Do you need a Social Security card for a newborn? And if so, how does a baby get a Social Security number?

While the Tax Cuts and Jobs Act got rid of exemptions, a new baby improves your tax filing status still. Specifically, you can save money in the form of tax credits as you'll have another dependent. However, the Internal Revenue Service states that you can claim your child as a dependent only when you provide the baby's Social Security number on your tax return.

IRS Qualifying Dependent Tests

Despite getting your new baby a Social Security number, he or she must meet certain other tests to be considered a qualifying child . Your new baby must be a US citizen or permanent resident. Adopted children also qualify as dependents when the parents are citizens or permanent residents.

When you give birth to a child, the IRS waives the rule that requires your dependents to live with you ​at least half​ of the tax year. A child born at any time in the tax year qualifies as your dependent.

Dependent Social Security Number Application

Many people apply for a social security number for the child while applying for the birth certificate. The Social Security Administration (SSA) says this is a simple process when you complete your application at the hospital where you deliver your child. This method lets the SSA use the hospital's birth record to confirm your baby's birth.

Otherwise, you must wait for your new baby's original birth certificate to apply for their Social Security number. Applying after you leave the hospital creates additional documentation requirements.

First, you will need acceptable proof that your baby is still alive. And as the parents, you'll need to provide evidence of your citizenship. You can use your passport or state-issued or military identification.

File Taxes Without Claiming Dependent

The SSA suggests that most applications require ​up to two weeks​ for processing. Whether you complete the application at the time of birth or later, government requirements, backlogs or paperwork can delay the issuance of your baby's SSN.

When your child hasn't received a Social Security number by the time the tax filing deadline comes, you can't list them as your dependent on your tax return form. However, the IRS provides options for getting your tax benefits after the normal tax deadline for the year.

Amend Your Return

The IRS allows you to amend your return to get your dependent deduction after your child's SSN arrives. If you paid additional taxes for the year that your baby was born, file your amendment within ​two years​ of this date. Otherwise, you may file your amended tax return up to ​three years​ after the date you submitted it without your child as your dependent.

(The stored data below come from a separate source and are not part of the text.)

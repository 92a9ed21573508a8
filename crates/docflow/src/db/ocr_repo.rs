//! OCR result repository: one row per OCR pass over a document.

use chrono::{DateTime, Utc};
use rusqlite::{params, Row};
use serde::Serialize;

use super::columns;
use super::{row_exists, validate, Database, DatabaseError};

const COLUMNS: &str = "id, document_id, extracted_text, language, confidence_score,
     processing_time, processed_at, ocr_engine";

/// A stored OCR result.
#[derive(Debug, Clone, PartialEq, Serialize)]
pub struct OcrResult {
    pub id: i64,
    pub document_id: i64,
    pub extracted_text: String,
    pub language: String,
    pub confidence_score: f64,
    /// Engine processing time in seconds.
    pub processing_time: f64,
    pub processed_at: DateTime<Utc>,
    pub ocr_engine: String,
}

impl OcrResult {
    fn from_row(row: &Row<'_>) -> Result<Self, rusqlite::Error> {
        Ok(Self {
            id: row.get(0)?,
            document_id: row.get(1)?,
            extracted_text: row.get(2)?,
            language: row.get(3)?,
            confidence_score: row.get(4)?,
            processing_time: row.get(5)?,
            processed_at: columns::timestamp_at(row, 6)?,
            ocr_engine: row.get(7)?,
        })
    }
}

/// Input for [`record`].
#[derive(Debug, Clone)]
pub struct NewOcrResult {
    pub document_id: i64,
    pub extracted_text: String,
    pub language: String,
    pub confidence_score: f64,
    pub processing_time: f64,
    pub ocr_engine: String,
    pub processed_at: Option<DateTime<Utc>>,
}

impl NewOcrResult {
    pub fn new(
        document_id: i64,
        extracted_text: impl Into<String>,
        language: impl Into<String>,
        confidence_score: f64,
        processing_time: f64,
        ocr_engine: impl Into<String>,
    ) -> Self {
        Self {
            document_id,
            extracted_text: extracted_text.into(),
            language: language.into(),
            confidence_score,
            processing_time,
            ocr_engine: ocr_engine.into(),
            processed_at: None,
        }
    }

    pub fn processed_at(mut self, ts: DateTime<Utc>) -> Self {
        self.processed_at = Some(ts);
        self
    }

    fn validate(&self) -> Result<(), DatabaseError> {
        validate::non_blank("language", &self.language)?;
        validate::non_blank("ocr_engine", &self.ocr_engine)?;
        validate::unit_interval("confidence_score", self.confidence_score)?;
        validate::non_negative("processing_time", self.processing_time)
    }
}

/// Records an OCR pass. Every call adds a row; results are never merged.
pub fn record(db: &Database, input: &NewOcrResult) -> Result<OcrResult, DatabaseError> {
    input.validate()?;
    let processed_at = input
        .processed_at
        .map(columns::truncate)
        .unwrap_or_else(columns::now);

    let id = db.with_tx(|tx| {
        if !row_exists(tx, "documents", input.document_id)? {
            return Err(DatabaseError::NotFound {
                entity: "document",
                id: input.document_id,
            });
        }
        tx.execute(
            "INSERT INTO ocr_results (document_id, extracted_text, language, confidence_score,
             processing_time, processed_at, ocr_engine)
             VALUES (?1, ?2, ?3, ?4, ?5, ?6, ?7)",
            params![
                input.document_id,
                input.extracted_text,
                input.language,
                input.confidence_score,
                input.processing_time,
                columns::encode_timestamp(&processed_at),
                input.ocr_engine,
            ],
        )?;
        Ok(tx.last_insert_rowid())
    })?;

    log::debug!(
        "Recorded OCR result {} for document {} ({}, confidence {:.2})",
        id,
        input.document_id,
        input.ocr_engine,
        input.confidence_score
    );

    Ok(OcrResult {
        id,
        document_id: input.document_id,
        extracted_text: input.extracted_text.clone(),
        language: input.language.clone(),
        confidence_score: input.confidence_score,
        processing_time: input.processing_time,
        processed_at,
        ocr_engine: input.ocr_engine.clone(),
    })
}

/// Finds an OCR result by its ID.
pub fn find_by_id(db: &Database, id: i64) -> Result<Option<OcrResult>, DatabaseError> {
    db.with_conn(|conn| {
        let mut stmt = conn.prepare(&format!("SELECT {} FROM ocr_results WHERE id = ?1", COLUMNS))?;
        let mut rows = stmt.query_map(params![id], OcrResult::from_row)?;
        match rows.next() {
            Some(Ok(row)) => Ok(Some(row)),
            Some(Err(e)) => Err(e.into()),
            None => Ok(None),
        }
    })
}

/// All OCR results for a document, most recent first.
pub fn find_by_document(db: &Database, document_id: i64) -> Result<Vec<OcrResult>, DatabaseError> {
    db.with_conn(|conn| {
        let mut stmt = conn.prepare(&format!(
            "SELECT {} FROM ocr_results WHERE document_id = ?1
             ORDER BY processed_at DESC, id DESC",
            COLUMNS
        ))?;
        let rows = stmt
            .query_map(params![document_id], OcrResult::from_row)?
            .collect::<Result<Vec<_>, _>>()?;
        Ok(rows)
    })
}

/// The most recent OCR result for a document.
pub fn latest_for_document(
    db: &Database,
    document_id: i64,
) -> Result<Option<OcrResult>, DatabaseError> {
    db.with_conn(|conn| {
        let mut stmt = conn.prepare(&format!(
            "SELECT {} FROM ocr_results WHERE document_id = ?1
             ORDER BY processed_at DESC, id DESC LIMIT 1",
            COLUMNS
        ))?;
        let mut rows = stmt.query_map(params![document_id], OcrResult::from_row)?;
        match rows.next() {
            Some(Ok(row)) => Ok(Some(row)),
            Some(Err(e)) => Err(e.into()),
            None => Ok(None),
        }
    })
}

/// OCR results with non-empty text at or above `min_confidence`, oldest
/// first. Used to assemble training corpora.
pub fn find_confident(db: &Database, min_confidence: f64) -> Result<Vec<OcrResult>, DatabaseError> {
    validate::unit_interval("min_confidence", min_confidence)?;
    db.with_conn(|conn| {
        let mut stmt = conn.prepare(&format!(
            "SELECT {} FROM ocr_results
             WHERE confidence_score >= ?1 AND length(trim(extracted_text)) > 0
             ORDER BY processed_at ASC, id ASC",
            COLUMNS
        ))?;
        let rows = stmt
            .query_map(params![min_confidence], OcrResult::from_row)?
            .collect::<Result<Vec<_>, _>>()?;
        Ok(rows)
    })
}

Use IRS Form 1040-X to change or correct the tax return you filed without claiming your baby. Add your child in Part 1, Dependents on page 2 of Form 1040-X. Fill in line 25 with the number of dependents who live with you. You can also write down the change in the number of dependents and inform the IRS about dependents whose living situation has changed.

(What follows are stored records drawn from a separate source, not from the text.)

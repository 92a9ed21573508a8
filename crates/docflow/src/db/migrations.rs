//! Database migration system.
//!
//! Tracks applied migrations in a `_migrations` table and applies
//! pending ones in order. All pending migrations and their bookkeeping
//! rows are committed together, so a failed migration leaves no partial
//! schema.

use rusqlite::Connection;

use super::error::DatabaseError;

/// A single migration definition.
struct Migration {
    version: u32,
    description: &'static str,
    sql: &'static str,
}

/// All migrations in order. Each is applied at most once.
const MIGRATIONS: &[Migration] = &[
    Migration {
        version: 1,
        description: "create_documents_table",
        sql: include_str!("sql/001_create_documents.sql"),
    },
    Migration {
        version: 2,
        description: "create_ocr_results_table",
        sql: include_str!("sql/002_create_ocr_results.sql"),
    },
    Migration {
        version: 3,
        description: "create_predictions_table",
        sql: include_str!("sql/003_create_predictions.sql"),
    },
    Migration {
        version: 4,
        description: "create_model_metrics_table",
        sql: include_str!("sql/004_create_model_metrics.sql"),
    },
    Migration {
        version: 5,
        description: "create_performance_metrics_table",
        sql: include_str!("sql/005_create_performance_metrics.sql"),
    },
];

/// Latest schema version known to this build.
pub fn latest_version() -> u32 {
    MIGRATIONS.last().map(|m| m.version).unwrap_or(0)
}

/// Returns the highest applied schema version.
pub fn current_version(conn: &Connection) -> Result<u32, DatabaseError> {
    let version = conn.query_row(
        "SELECT COALESCE(MAX(version), 0) FROM _migrations",
        [],
        |r| r.get(0),
    )?;
    Ok(version)
}

/// Runs all pending migrations on the given connection.
///
/// The whole pass holds the write lock, so several processes opening the
/// same fresh file apply each migration exactly once.
pub fn run_all(conn: &Connection) -> Result<(), DatabaseError> {
    conn.execute_batch("BEGIN IMMEDIATE;")?;

    match apply_pending(conn) {
        Ok(applied) => {
            if let Err(e) = conn.execute_batch("COMMIT;") {
                let _ = conn.execute_batch("ROLLBACK;");
                return Err(e.into());
            }
            if applied > 0 {
                log::info!("Applied {} migration(s), schema at v{}", applied, latest_version());
            }
            Ok(())
        }
        Err(e) => {
            // Leave the connection usable for the caller.
            let _ = conn.execute_batch("ROLLBACK;");
            Err(e)
        }
    }
}

fn apply_pending(conn: &Connection) -> Result<usize, DatabaseError> {
    conn.execute_batch(
        "CREATE TABLE IF NOT EXISTS _migrations (
            version INTEGER PRIMARY KEY,
            description TEXT NOT NULL,
            applied_at TEXT NOT NULL DEFAULT (datetime('now'))
        );",
    )?;

    // Read under the write lock; another opener may have just migrated.
    let current = current_version(conn)?;
    let mut applied = 0;

    for migration in MIGRATIONS.iter().filter(|m| m.version > current) {
        log::info!(
            "Running migration v{}: {}",
            migration.version,
            migration.description
        );

        conn.execute_batch(migration.sql)
            .and_then(|_| {
                conn.execute(
                    "INSERT INTO _migrations (version, description) VALUES (?1, ?2)",
                    rusqlite::params![migration.version, migration.description],
                )
            })
            .map_err(|e| DatabaseError::Migration {
                version: migration.version,
                reason: e.to_string(),
            })?;
        applied += 1;
    }

    Ok(applied)
}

Then enter your baby's full name, SSN and relationship to you in the section below that. Follow the IRS Instructions for Form 1040-X to complete other required sections and file your amended return.

Request a Filing Extension

Consider filing an extension application when you're reasonably sure that your baby's SSN is on its way to you. The IRS Form 4868, Application for Automatic Extension of Time to File US Individual Income Tax Return gives you six additional months to file. However, you must send any tax due to the IRS when you make an application for an automatic extension.

First, calculate the IRS tax that you owe when you file without your new dependent. Then, complete Form 4868 and submit it with the amount due. If you don't owe any taxes without claiming your dependent, just file your return before the extension deadline.

After you get your baby's SSN, complete your tax return as usual and claim your baby as a dependent. If you have a refund coming, the IRS will send it to you after it receives your tax return.